Somewhere below is a line with "let b = self.window[0];" and, later, a line with "pub const FLAG_ENCRYPTED: u16 = 0x0001;"; repeat those two lines and all the lines between them, exactly as they are.

Segment Start: DATA

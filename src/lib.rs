pub mod app;
pub mod cli;
pub mod config;
pub mod controller;
pub mod dispatch;
pub mod error;
pub mod events;
pub mod models;
pub mod notify;
pub mod output;
pub mod page;
pub mod render;
pub mod state;
pub mod templates;

#[cfg(test)]
mod testing;
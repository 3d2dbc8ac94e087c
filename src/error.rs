use thiserror::Error;

use crate::dispatch::DispatchError;

#[derive(Error, Debug)]
pub enum Error {
    #[error("invalid base url '{0}': expected an http(s) url")]
    InvalidBaseUrl(String),
    #[error("invalid flash ttl '{0}': expected 1 to 9223372036854775 seconds")]
    InvalidFlashTtl(u64),
    #[error("invalid flash fade '{0}' ms: ttl plus fade is out of range")]
    InvalidFlashFade(u64),
    #[error("failed to load template '{name}': {detail}")]
    TemplateLoad { name: String, detail: String },
    #[error("template '{name}' is missing placeholder '{placeholder}'")]
    TemplateMissingPlaceholder { name: String, placeholder: String },
    #[error("control '{0}' is already bound")]
    AlreadyBound(String),
    #[error("no action bound to control '{0}'")]
    UnboundControl(String),
    #[error("unknown form '{0}'")]
    UnknownForm(String),
    #[error("clearing data was not requested; open the confirmation first")]
    ConfirmationNotRequested,
    #[error("{0}")]
    ActionFailed(String),
    #[error(transparent)]
    Dispatch(#[from] DispatchError),
    #[error("{0}")]
    Io(String),
    #[error("{0}")]
    ConfigIo(String),
    #[error("{0}")]
    ConfigParse(String),
    #[error("unsupported config format '{0}'")]
    UnsupportedConfigFormat(String),
    #[error("{0}")]
    Cli(String),
}

pub type Result<T> = std::result::Result<T, Error>;
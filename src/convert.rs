// src/convert.rs

//! Re-key a protected archive in one streaming pass.

use std::io::{Read, Write};

use crate::decryptor::ZipDecryptReader;
use crate::encryptor::ZipEncryptWriter;
use crate::error::ZipCryptError;

/// Change the password of a protected archive by decrypting with the old
/// password and re-encrypting with the new one, byte by byte, without an
/// intermediate copy of the archive.
///
/// The entries get fresh encryption headers (fresh randomness), so the
/// output differs from a direct encryption of the same plain archive even
/// when the passwords match. Returns the number of bytes written to
/// `sink`.
pub fn change_password<R, W>(
    source: R,
    sink: W,
    old_password: &str,
    new_password: &str,
) -> Result<u64, ZipCryptError>
where
    R: Read,
    W: Write,
{
    let mut reader = ZipDecryptReader::new(source, old_password);
    let mut writer = ZipEncryptWriter::new(sink, new_password);
    while let Some(b) = reader.read_byte()? {
        writer.write_byte(b)?;
    }
    let written = writer.bytes_written();
    writer.finish()?;
    Ok(written)
}
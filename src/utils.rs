// src/utils.rs

use zeroize::Zeroizing;

/// Reduce a password held as UTF-16 code units to the byte form the
/// cipher consumes: the low 8 bits of each unit, in order. The returned
/// buffer wipes itself on drop.
pub fn password_code_units(units: &[u16]) -> Zeroizing<Vec<u8>> {
    Zeroizing::new(units.iter().map(|&u| u as u8).collect())
}
//! src/encryptor/write.rs
//! The push-side adapter around the encrypt state machine.

use std::io::Write;

use crate::error::ZipCryptError;

use super::state::Machine;

/// Encrypts a plain ZIP archive while it is being written.
///
/// Wrap the sink that should receive the protected archive, then write
/// the plain archive in: either one byte at a time through
/// [`write_byte`], or through the [`std::io::Write`] impl. Entries whose
/// sizes are deferred to a data descriptor are held in memory until the
/// descriptor arrives; everything else streams straight through.
///
/// Call [`finish`] when the whole archive has been written: it checks the
/// input ended on a record boundary, flushes, and hands the sink back.
/// After any error the writer is poisoned and every later call reports
/// the poisoning.
///
/// # Example
///
/// ```no_run
/// use std::fs::File;
/// use std::io::{self, Write};
/// use zipcrypt_rs::ZipEncryptWriter;
///
/// let mut plain = File::open("plain.zip")?;
/// let dst = File::create("protected.zip")?;
/// let mut writer = ZipEncryptWriter::new(dst, "password");
/// io::copy(&mut plain, &mut writer)?;
/// writer.finish()?;
/// # Ok::<(), io::Error>(())
/// ```
///
/// [`write_byte`]: ZipEncryptWriter::write_byte
/// [`finish`]: ZipEncryptWriter::finish
pub struct ZipEncryptWriter<W: Write> {
    sink: W,
    machine: Machine,
    poisoned: bool,
}

impl<W: Write> ZipEncryptWriter<W> {
    /// Wrap `sink` and encrypt with `password`. The password is used to
    /// derive the cipher keys and is not retained.
    pub fn new(sink: W, password: &str) -> Self {
        Self::with_password_bytes(sink, password.as_bytes())
    }

    /// Like [`new`](Self::new) but takes the password as raw bytes (the
    /// low 8 bits of each code unit). Callers holding the password in a
    /// wipeable buffer can zero it as soon as this returns; only the
    /// derived key triple lives on, and it wipes itself on drop.
    pub fn with_password_bytes(sink: W, password: &[u8]) -> Self {
        Self {
            sink,
            machine: Machine::new(password),
            poisoned: false,
        }
    }

    /// Feed one byte of the plain archive. Zero or more bytes reach the
    /// sink: none while a field or a deferred-size entry is being
    /// collected, many when such an entry flushes.
    pub fn write_byte(&mut self, byte: u8) -> Result<(), ZipCryptError> {
        if self.poisoned {
            return Err(ZipCryptError::Malformed(
                "writer is poisoned by an earlier error".into(),
            ));
        }
        match self.machine.push(byte, &mut self.sink) {
            Ok(()) => Ok(()),
            Err(e) => {
                self.poisoned = true;
                Err(e)
            }
        }
    }

    /// Bytes delivered to the sink so far.
    pub fn bytes_written(&self) -> u64 {
        self.machine.bytes_written()
    }

    /// Declare the input complete: verify it ended on a record boundary,
    /// flush the sink, and return it.
    pub fn finish(mut self) -> Result<W, ZipCryptError> {
        if self.poisoned {
            return Err(ZipCryptError::Malformed(
                "writer is poisoned by an earlier error".into(),
            ));
        }
        if !self.machine.at_record_boundary() {
            return Err(ZipCryptError::Malformed(
                "input ends inside a record".into(),
            ));
        }
        self.sink.flush()?;
        Ok(self.sink)
    }
}

impl<W: Write> Write for ZipEncryptWriter<W> {
    fn write(&mut self, buf: &[u8]) -> std::io::Result<usize> {
        for &b in buf {
            self.write_byte(b)?;
        }
        Ok(buf.len())
    }

    fn flush(&mut self) -> std::io::Result<()> {
        self.sink.flush()
    }
}
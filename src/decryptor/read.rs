//! src/decryptor/read.rs
//! The pull-side adapter around the decrypt state machine.

use std::io::Read;

use crate::error::ZipCryptError;

use super::peek::PeekReader;
use super::state::Machine;

/// Decrypts a ZipCrypto-protected archive while it is being read.
///
/// Wrap the source carrying the protected archive, then read the plain
/// archive out: either one byte at a time through [`read_byte`], or
/// through the [`std::io::Read`] impl. No seeking happens on the source
/// and nothing is buffered beyond an 8-byte look-ahead.
///
/// After any error the reader is poisoned: every later call reports the
/// poisoning instead of resuming mid-record.
///
/// # Example
///
/// ```no_run
/// use std::fs::File;
/// use std::io::Read;
/// use zipcrypt_rs::ZipDecryptReader;
///
/// let src = File::open("protected.zip")?;
/// let mut reader = ZipDecryptReader::new(src, "password");
/// let mut plain = Vec::new();
/// reader.read_to_end(&mut plain)?;
/// # Ok::<(), std::io::Error>(())
/// ```
///
/// [`read_byte`]: ZipDecryptReader::read_byte
pub struct ZipDecryptReader<R> {
    source: PeekReader<R>,
    machine: Machine,
    poisoned: bool,
}

impl<R: Read> ZipDecryptReader<R> {
    /// Wrap `source` and decrypt with `password`. The password is used to
    /// derive the cipher keys and is not retained.
    pub fn new(source: R, password: &str) -> Self {
        Self::with_password_bytes(source, password.as_bytes())
    }

    /// Like [`new`](Self::new) but takes the password as raw bytes (the
    /// low 8 bits of each code unit). Callers holding the password in a
    /// wipeable buffer can zero it as soon as this returns; only the
    /// derived key triple lives on, and it wipes itself on drop.
    pub fn with_password_bytes(source: R, password: &[u8]) -> Self {
        Self {
            source: PeekReader::new(source),
            machine: Machine::new(password, false),
            poisoned: false,
        }
    }

    /// Turn the advisory password check into a hard error.
    ///
    /// The 12th byte of each entry's encryption header is compared
    /// against a check byte from the entry metadata. The check catches a
    /// wrong password with probability 255/256 per entry; by default a
    /// mismatch is ignored and decryption produces garbage payload bytes,
    /// matching the behavior of most extractors. In strict mode the
    /// mismatch surfaces as [`ZipCryptError::PasswordCheck`].
    pub fn strict_password_check(mut self, strict: bool) -> Self {
        self.machine.set_strict(strict);
        self
    }

    /// The next plain byte, or `None` once the input is exhausted.
    /// Subsequent calls at end of input keep returning `None`.
    pub fn read_byte(&mut self) -> Result<Option<u8>, ZipCryptError> {
        if self.poisoned {
            return Err(ZipCryptError::Malformed(
                "reader is poisoned by an earlier error".into(),
            ));
        }
        match self.machine.next_output(&mut self.source) {
            Ok(b) => Ok(b),
            Err(e) => {
                self.poisoned = true;
                Err(e)
            }
        }
    }

    /// Release the wrapped source.
    pub fn into_inner(self) -> R {
        self.source.into_inner()
    }
}

impl<R: Read> Read for ZipDecryptReader<R> {
    fn read(&mut self, buf: &mut [u8]) -> std::io::Result<usize> {
        let mut filled = 0;
        while filled < buf.len() {
            match self.read_byte()? {
                Some(b) => {
                    buf[filled] = b;
                    filled += 1;
                }
                None => break,
            }
        }
        Ok(filled)
    }
}
// src/crypto/mod.rs

//! The ZipCrypto stream cipher and the randomness it needs.

pub(crate) mod keys;
pub(crate) mod rng;

pub use keys::KeyState;
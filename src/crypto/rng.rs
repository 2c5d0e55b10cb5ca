// src/crypto/rng.rs
//! Operating-system randomness for the encryption header.
//!
//! A thread-local `OsRng` fills the ten random bytes at the front of each
//! entry's encryption header. Failure to draw randomness is an error, not
//! a fallback: those bytes are the only secret-independent randomness in
//! the output.

use rand::{rngs::OsRng, TryRngCore};
use std::cell::RefCell;

use crate::error::ZipCryptError;

thread_local! {
    static RNG: RefCell<OsRng> = const { RefCell::new(OsRng) };
}

/// Fill `dest` with cryptographically secure random bytes.
pub fn fill(dest: &mut [u8]) -> Result<(), ZipCryptError> {
    RNG.with(|rng| {
        rng.borrow_mut()
            .try_fill_bytes(dest)
            .map_err(|e| ZipCryptError::Io(std::io::Error::other(e)))
    })
}
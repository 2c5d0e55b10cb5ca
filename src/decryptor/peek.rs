// src/decryptor/peek.rs
//! Bounded look-ahead over a byte source.
//!
//! The decrypter inspects up to 8 upcoming bytes (signatures, multi-byte
//! fields) before committing to a state transition. The window fills
//! lazily from the wrapped reader and never grows past [`PEEK_LEN`].

use std::io::Read;

use crate::consts::PEEK_LEN;

pub struct PeekReader<R> {
    inner: R,
    window: [u8; PEEK_LEN],
    len: usize,
}

impl<R: Read> PeekReader<R> {
    pub fn new(inner: R) -> Self {
        Self {
            inner,
            window: [0; PEEK_LEN],
            len: 0,
        }
    }

    fn read_one(&mut self) -> std::io::Result<Option<u8>> {
        let mut byte = [0u8; 1];
        loop {
            match self.inner.read(&mut byte) {
                Ok(0) => return Ok(None),
                Ok(_) => return Ok(Some(byte[0])),
                Err(e) if e.kind() == std::io::ErrorKind::Interrupted => continue,
                Err(e) => return Err(e),
            }
        }
    }

    /// Look at the next `n` bytes without consuming them. Returns fewer
    /// than `n` bytes only at end of input.
    pub fn peek(&mut self, n: usize) -> std::io::Result<&[u8]> {
        debug_assert!(n <= PEEK_LEN);
        while self.len < n {
            match self.read_one()? {
                Some(b) => {
                    self.window[self.len] = b;
                    self.len += 1;
                }
                None => break,
            }
        }
        Ok(&self.window[..self.len.min(n)])
    }

    /// Consume and return the next byte, `None` at end of input.
    pub fn next_byte(&mut self) -> std::io::Result<Option<u8>> {
        if self.len > 0 {
            let b = self.window[0];
            self.window.copy_within(1.., 0);
            self.len -= 1;
            return Ok(Some(b));
        }
        self.read_one()
    }

    pub fn into_inner(self) -> R {
        self.inner
    }
}
//! # Record Recognition
//!
//! The four ZIP record signatures this library handles, the general-purpose
//! flag bits it inspects, and the incremental scanner used to find the next
//! record boundary inside an undelimited byte run.

/// Flag bit 0: entry payload is encrypted.
pub const FLAG_ENCRYPTED: u16 = 0x0001;

/// Flag bit 3: CRC and sizes are deferred to a data descriptor after the
/// payload.
pub const FLAG_DEFERRED_SIZES: u16 = 0x0008;

/// Flag bit 6: Strong Encryption (unsupported).
pub const FLAG_STRONG_ENCRYPTION: u16 = 0x0040;

/// The record types recognized at section boundaries.
#[derive(Debug, Clone, Copy, PartialEq, Eq)]
pub enum Signature {
    /// Local file header, `50 4B 03 04`.
    LocalFileHeader,
    /// Central file header, `50 4B 01 02`.
    CentralFileHeader,
    /// End of central directory, `50 4B 05 06`.
    EndOfCentralDirectory,
    /// Data descriptor, `50 4B 07 08`.
    DataDescriptor,
}

impl Signature {
    /// The 4-byte magic introducing this record.
    pub const fn magic(self) -> [u8; 4] {
        match self {
            Self::LocalFileHeader => [0x50, 0x4B, 0x03, 0x04],
            Self::CentralFileHeader => [0x50, 0x4B, 0x01, 0x02],
            Self::EndOfCentralDirectory => [0x50, 0x4B, 0x05, 0x06],
            Self::DataDescriptor => [0x50, 0x4B, 0x07, 0x08],
        }
    }

    /// Classify a 4-byte window. Only a full 4-byte match is accepted,
    /// never a prefix.
    pub fn classify(window: [u8; 4]) -> Option<Self> {
        [
            Self::LocalFileHeader,
            Self::CentralFileHeader,
            Self::EndOfCentralDirectory,
            Self::DataDescriptor,
        ]
        .into_iter()
        .find(|sig| sig.magic() == window)
    }
}

/// Set the encrypted bit and clear the deferred-sizes bit in the low flag
/// byte; bits 0, 3 and 6 all live in the low byte.
pub const fn mark_encrypted(flags_lo: u8) -> u8 {
    (flags_lo & 0xF7) | 0x01
}

/// Clear the encrypted bit in the low flag byte.
pub const fn clear_encrypted(flags_lo: u8) -> u8 {
    flags_lo & 0xFE
}

/// Incremental scan-until-one-of over a byte-at-a-time stream.
///
/// Feeds bytes one by one; bytes that can no longer begin a target
/// signature are spilled to the caller in order, and a full 4-byte match
/// reports which target was found. The match offset only advances on a
/// contiguous match; on a failed partial match the unmatched tail is
/// re-examined rather than discarded, so a boundary that begins inside a
/// broken partial match is still found.
pub struct SignatureScanner {
    targets: &'static [Signature],
    window: [u8; 4],
    len: usize,
}

impl SignatureScanner {
    pub fn new(targets: &'static [Signature]) -> Self {
        Self {
            targets,
            window: [0; 4],
            len: 0,
        }
    }

    fn is_viable_prefix(&self) -> bool {
        self.targets
            .iter()
            .any(|sig| sig.magic()[..self.len] == self.window[..self.len])
    }

    /// Feed one byte. Non-signature bytes are handed to `spill` in input
    /// order; returns the matched signature once one completes. The four
    /// magic bytes themselves are never spilled.
    pub fn feed(&mut self, byte: u8, mut spill: impl FnMut(u8)) -> Option<Signature> {
        self.window[self.len] = byte;
        self.len += 1;

        while self.len > 0 && !self.is_viable_prefix() {
            spill(self.window[0]);
            self.window.copy_within(1.., 0);
            self.len -= 1;
        }

        if self.len == 4 {
            let found = Signature::classify(self.window);
            self.len = 0;
            // classify cannot fail here: a 4-byte viable prefix is a match
            return found;
        }
        None
    }

    /// Bytes currently held as a partial match.
    pub fn pending(&self) -> &[u8] {
        &self.window[..self.len]
    }
}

Segment End: DATA

TASK RESPONSE:
            let b = self.window[0];
            self.window.copy_within(1.., 0);
            self.len -= 1;
            return Ok(Some(b));
        }
        self.read_one()
    }

    pub fn into_inner(self) -> R {
        self.inner
    }
}
//! # Record Recognition
//!
//! The four ZIP record signatures this library handles, the general-purpose
//! flag bits it inspects, and the incremental scanner used to find the next
//! record boundary inside an undelimited byte run.

/// Flag bit 0: entry payload is encrypted.
pub const FLAG_ENCRYPTED: u16 = 0x0001;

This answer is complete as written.